Sort through the data and copy the lines holding the word "ExpenditureRecord".

» Saved data entries:
= = = = =

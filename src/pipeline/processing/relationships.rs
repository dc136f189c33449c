//! Relationship builder: validates foreign keys between the normalized record sets.
//!
//! Contributions to a committee missing from the master file are kept aside as orphans.
//! Linkages, transfers, expenditures and summaries with an unknown key are dropped.
//! Every dropped or orphaned record is entered in the exclusion ledger as a
//! `RelationshipGap`.

use std::collections::{BTreeMap, HashSet};

use once_cell::sync::Lazy;
use regex::Regex;
use serde::Serialize;
use tracing::{info, instrument, warn};

use crate::domain::{
    CandidateRecord, CandidateSummaryRecord, CommitteeRecord, CommitteeStatus, CommitteeSummaryRecord,
    ContributionRecord, ExpenditureRecord, LinkSource, Office, RecordOrigin, TransferRecord,
};
use crate::pipeline::exclusions::{Exclusion, ExclusionLedger, ReasonCode};
use crate::pipeline::processing::normalize::NormalizedData;

static COMMITTEE_ID: Lazy<Regex> =
    Lazy::new(|| Regex::new(r"^C\d{8}$").expect("committee id pattern is valid"));

static CANDIDATE_ID: Lazy<Regex> =
    Lazy::new(|| Regex::new(r"^[HSP][0-9][0-9A-Z]{2}[0-9]{5}$").expect("candidate id pattern is valid"));

/// `C` followed by eight digits
pub fn is_valid_committee_id(id: &str) -> bool {
    COMMITTEE_ID.is_match(id)
}

/// Office letter, digit, two alphanumerics (state or district), five digits
pub fn is_valid_candidate_id(id: &str) -> bool {
    CANDIDATE_ID.is_match(id)
}

/// Office sought, read from the first character of a valid candidate id
pub fn office_from_id(cand_id: &str) -> Option<Office> {
    if !is_valid_candidate_id(cand_id) {
        return None;
    }
    cand_id.chars().next().and_then(Office::from_code)
}

pub fn committee_status(filing_frequency: &str) -> CommitteeStatus {
    if filing_frequency.trim().eq_ignore_ascii_case("T") {
        CommitteeStatus::Terminated
    } else {
        CommitteeStatus::Active
    }
}

/// A validated candidate–committee link
#[derive(Debug, Clone, PartialEq, Eq, PartialOrd, Ord, Serialize)]
#[serde(rename_all = "SCREAMING_SNAKE_CASE")]
pub struct Linkage {
    pub cand_id: String,
    pub cmte_id: String,
    pub link_source: LinkSource,
}

/// Record sets with every foreign key checked
#[derive(Debug, Default)]
pub struct Relationships {
    pub committees: BTreeMap<String, CommitteeRecord>,
    pub candidates: BTreeMap<String, CandidateRecord>,
    /// Sorted by candidate then committee, one per pair
    pub linkages: Vec<Linkage>,
    pub contributions: Vec<ContributionRecord>,
    pub orphans: Vec<ContributionRecord>,
    pub transfers: Vec<TransferRecord>,
    pub expenditures: Vec<ExpenditureRecord>,
    pub committee_summaries: BTreeMap<String, CommitteeSummaryRecord>,
    pub candidate_summaries: BTreeMap<String, CandidateSummaryRecord>,
}

fn gap(ledger: &mut ExclusionLedger, kind: &'static str, origin: &RecordOrigin, key: &str, detail: String) {
    crate::metrics::relationships::gap(kind);
    ledger.record(Exclusion::new(
        origin.file.as_ref(),
        origin.line,
        ReasonCode::RelationshipGap,
        key,
        detail,
    ));
}

/// Check every foreign key and collect the linkage bridge
#[instrument(skip_all)]
pub fn build_relationships(data: NormalizedData, ledger: &mut ExclusionLedger) -> Relationships {
    let committees: BTreeMap<String, CommitteeRecord> =
        data.committees.into_iter().map(|c| (c.cmte_id.clone(), c)).collect();
    let candidates: BTreeMap<String, CandidateRecord> =
        data.candidates.into_iter().map(|c| (c.cand_id.clone(), c)).collect();

    let mut links: BTreeMap<(String, String), LinkSource> = BTreeMap::new();
    let mut add_link = |cand_id: &str, cmte_id: &str, source: LinkSource| {
        links
            .entry((cand_id.to_string(), cmte_id.to_string()))
            .and_modify(|existing| *existing = (*existing).min(source))
            .or_insert(source);
    };

    for link in &data.linkages {
        let key = format!("{}/{}", link.cand_id, link.cmte_id);
        if !candidates.contains_key(&link.cand_id) {
            gap(ledger, "linkage", &link.origin, &key, format!("unknown candidate {}", link.cand_id));
        } else if !committees.contains_key(&link.cmte_id) {
            gap(ledger, "linkage", &link.origin, &key, format!("unknown committee {}", link.cmte_id));
        } else {
            add_link(&link.cand_id, &link.cmte_id, LinkSource::Explicit);
        }
    }
    for committee in committees.values() {
        if let Some(cand_id) = &committee.cand_id {
            if candidates.contains_key(cand_id) {
                add_link(cand_id, &committee.cmte_id, LinkSource::CommitteeMaster);
            } else {
                gap(
                    ledger,
                    "inferred_linkage",
                    &committee.origin,
                    &committee.cmte_id,
                    format!("committee names unknown candidate {}", cand_id),
                );
            }
        }
    }
    for candidate in candidates.values() {
        if let Some(cmte_id) = &candidate.principal_committee {
            if committees.contains_key(cmte_id) {
                add_link(&candidate.cand_id, cmte_id, LinkSource::CandidatePrincipal);
            } else {
                gap(
                    ledger,
                    "inferred_linkage",
                    &candidate.origin,
                    &candidate.cand_id,
                    format!("principal committee {} unknown", cmte_id),
                );
            }
        }
    }
    let linkages: Vec<Linkage> = links
        .into_iter()
        .map(|((cand_id, cmte_id), link_source)| Linkage { cand_id, cmte_id, link_source })
        .collect();

    let mut contributions = Vec::with_capacity(data.contributions.len());
    let mut orphans = Vec::new();
    for contribution in data.contributions {
        if committees.contains_key(&contribution.cmte_id) {
            contributions.push(contribution);
        } else {
            gap(
                ledger,
                "orphan_contribution",
                &contribution.origin,
                &contribution.transaction_id,
                format!("committee {} not in committee master", contribution.cmte_id),
            );
            orphans.push(contribution);
        }
    }

    let mut transfers = Vec::with_capacity(data.transfers.len());
    for transfer in data.transfers {
        if !committees.contains_key(&transfer.cmte_id) {
            gap(ledger, "transfer", &transfer.origin, &transfer.transaction_id, format!("unknown committee {}", transfer.cmte_id));
        } else if !candidates.contains_key(&transfer.cand_id) {
            gap(ledger, "transfer", &transfer.origin, &transfer.transaction_id, format!("unknown candidate {}", transfer.cand_id));
        } else {
            transfers.push(transfer);
        }
    }

    let mut expenditures = Vec::with_capacity(data.expenditures.len());
    for expenditure in data.expenditures {
        if committees.contains_key(&expenditure.cmte_id) {
            expenditures.push(expenditure);
        } else {
            gap(
                ledger,
                "expenditure",
                &expenditure.origin,
                &expenditure.transaction_id,
                format!("unknown committee {}", expenditure.cmte_id),
            );
        }
    }

    let mut committee_summaries = BTreeMap::new();
    for summary in data.committee_summaries {
        if committees.contains_key(&summary.cmte_id) {
            committee_summaries.insert(summary.cmte_id.clone(), summary);
        } else {
            gap(ledger, "committee_summary", &summary.origin, &summary.cmte_id, "committee not in committee master".to_string());
        }
    }
    let mut candidate_summaries = BTreeMap::new();
    for summary in data.candidate_summaries {
        if candidates.contains_key(&summary.cand_id) {
            candidate_summaries.insert(summary.cand_id.clone(), summary);
        } else {
            gap(ledger, "candidate_summary", &summary.origin, &summary.cand_id, "candidate not in candidate master".to_string());
        }
    }

    if !orphans.is_empty() {
        let missing: HashSet<&str> = orphans.iter().map(|o| o.cmte_id.as_str()).collect();
        warn!(
            "{} contributions reference {} committees absent from the committee master",
            orphans.len(),
            missing.len()
        );
    }
    crate::metrics::relationships::linkages(linkages.len());
    crate::metrics::relationships::orphans(orphans.len());
    info!(
        "Relationships: {} committees, {} candidates, {} linkages, {} contributions, {} orphans",
        committees.len(),
        candidates.len(),
        linkages.len(),
        contributions.len(),
        orphans.len()
    );

    Relationships {
        committees,
        candidates,
        linkages,
        contributions,
        orphans,
        transfers,
        expenditures,
        committee_summaries,
        candidate_summaries,
    }
}

#[cfg(test)]
mod tests {
    use super::*;
    use rust_decimal::Decimal;
    use std::sync::Arc;

    fn origin(line: u64) -> RecordOrigin {
        RecordOrigin { file: Arc::from("test.txt"), line }
    }

    fn committee(id: &str, cand_id: Option<&str>, freq: &str) -> CommitteeRecord {
        CommitteeRecord {
            cmte_id: id.to_string(),
            name: format!("COMMITTEE {}", id),
            state: "CA".to_string(),
            designation: "P".to_string(),
            cmte_type: "H".to_string(),
            party: "DEM".to_string(),
            filing_frequency: freq.to_string(),
            connected_org: String::new(),
            cand_id: cand_id.map(String::from),
            origin: origin(1),
        }
    }

    fn candidate(id: &str, pcc: Option<&str>) -> CandidateRecord {
        CandidateRecord {
            cand_id: id.to_string(),
            name: "DOE, JANE".to_string(),
            party: "DEM".to_string(),
            election_year: Some(2024),
            office_state: "CA".to_string(),
            office_code: "H".to_string(),
            district: "12".to_string(),
            incumbency: "I".to_string(),
            principal_committee: pcc.map(String::from),
            origin: origin(1),
        }
    }

    fn contribution(sub_id: &str, cmte_id: &str, amount: i64) -> ContributionRecord {
        ContributionRecord {
            transaction_id: sub_id.to_string(),
            cmte_id: cmte_id.to_string(),
            transaction_type: "15".to_string(),
            entity_type: "IND".to_string(),
            name: "DOE, JOHN".to_string(),
            city: "OAKLAND".to_string(),
            state: "CA".to_string(),
            zip: "94612".to_string(),
            employer: String::new(),
            occupation: String::new(),
            date: None,
            amount: Decimal::from(amount),
            memo_text: String::new(),
            origin: origin(7),
        }
    }

    #[test]
    fn test_identifier_patterns() {
        assert!(is_valid_committee_id("C00123456"));
        assert!(!is_valid_committee_id("C0012345"));
        assert!(!is_valid_committee_id("X00123456"));
        assert!(is_valid_candidate_id("H0CA12345"));
        assert!(is_valid_candidate_id("P80001571"));
        assert!(!is_valid_candidate_id("Q0CA12345"));
        assert!(!is_valid_candidate_id("H0CA1234"));
    }

    #[test]
    fn test_office_from_id() {
        assert_eq!(office_from_id("S4TX00011"), Some(Office::Senate));
        assert_eq!(office_from_id("P80001571"), Some(Office::President));
        assert_eq!(office_from_id("bogus"), None);
    }

    #[test]
    fn test_committee_status_from_filing_frequency() {
        assert_eq!(committee_status("T"), CommitteeStatus::Terminated);
        assert_eq!(committee_status("Q"), CommitteeStatus::Active);
    }

    #[test]
    fn test_orphan_contribution_is_kept_aside_with_relationship_gap() {
        let data = NormalizedData {
            committees: vec![committee("C00000001", None, "Q")],
            contributions: vec![contribution("1", "C00000001", 100), contribution("2", "C99999999", 40)],
            ..Default::default()
        };
        let mut ledger = ExclusionLedger::new();
        let rel = build_relationships(data, &mut ledger);

        assert_eq!(rel.contributions.len(), 1);
        assert_eq!(rel.orphans.len(), 1);
        assert_eq!(rel.orphans[0].transaction_id, "2");
        assert_eq!(ledger.count(ReasonCode::RelationshipGap), 1);
        assert_eq!(ledger.entries()[0].record_key, "2");
    }

    #[test]
    fn test_linkages_deduplicated_keeping_most_explicit_source() {
        let data = NormalizedData {
            committees: vec![committee("C00000001", Some("H0CA12345"), "Q")],
            candidates: vec![candidate("H0CA12345", Some("C00000001"))],
            linkages: vec![crate::domain::LinkageRecord {
                cand_id: "H0CA12345".to_string(),
                cmte_id: "C00000001".to_string(),
                cmte_type: "H".to_string(),
                designation: "P".to_string(),
                origin: origin(2),
            }],
            ..Default::default()
        };
        let mut ledger = ExclusionLedger::new();
        let rel = build_relationships(data, &mut ledger);
        assert_eq!(rel.linkages.len(), 1);
        assert_eq!(rel.linkages[0].link_source, LinkSource::Explicit);
        assert_eq!(ledger.total(), 0);
    }

    #[test]
    fn test_inferred_links_without_linkage_file() {
        let data = NormalizedData {
            committees: vec![
                committee("C00000001", Some("H0CA12345"), "Q"),
                committee("C00000002", None, "Q"),
            ],
            candidates: vec![candidate("H0CA12345", Some("C00000002"))],
            ..Default::default()
        };
        let mut ledger = ExclusionLedger::new();
        let rel = build_relationships(data, &mut ledger);
        let sources: Vec<_> = rel.linkages.iter().map(|l| (l.cmte_id.as_str(), l.link_source)).collect();
        assert_eq!(
            sources,
            vec![
                ("C00000001", LinkSource::CommitteeMaster),
                ("C00000002", LinkSource::CandidatePrincipal)
            ]
        );
    }

    #[test]
    fn test_transfer_to_unknown_candidate_is_gap() {
        let data = NormalizedData {
            committees: vec![committee("C00000001", None, "Q")],
            transfers: vec![TransferRecord {
                transaction_id: "9".to_string(),
                cmte_id: "C00000001".to_string(),
                cand_id: "H0CA99999".to_string(),
                transaction_type: "24K".to_string(),
                date: None,
                amount: Decimal::from(5000),
                origin: origin(3),
            }],
            ..Default::default()
        };
        let mut ledger = ExclusionLedger::new();
        let rel = build_relationships(data, &mut ledger);
        assert!(rel.transfers.is_empty());
        assert_eq!(ledger.count(ReasonCode::RelationshipGap), 1);
    }
}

= = = = =

» SOLUTION TO THIS EXERCISE:
    ContributionRecord, ExpenditureRecord, LinkSource, Office, RecordOrigin, TransferRecord,
    pub expenditures: Vec<ExpenditureRecord>,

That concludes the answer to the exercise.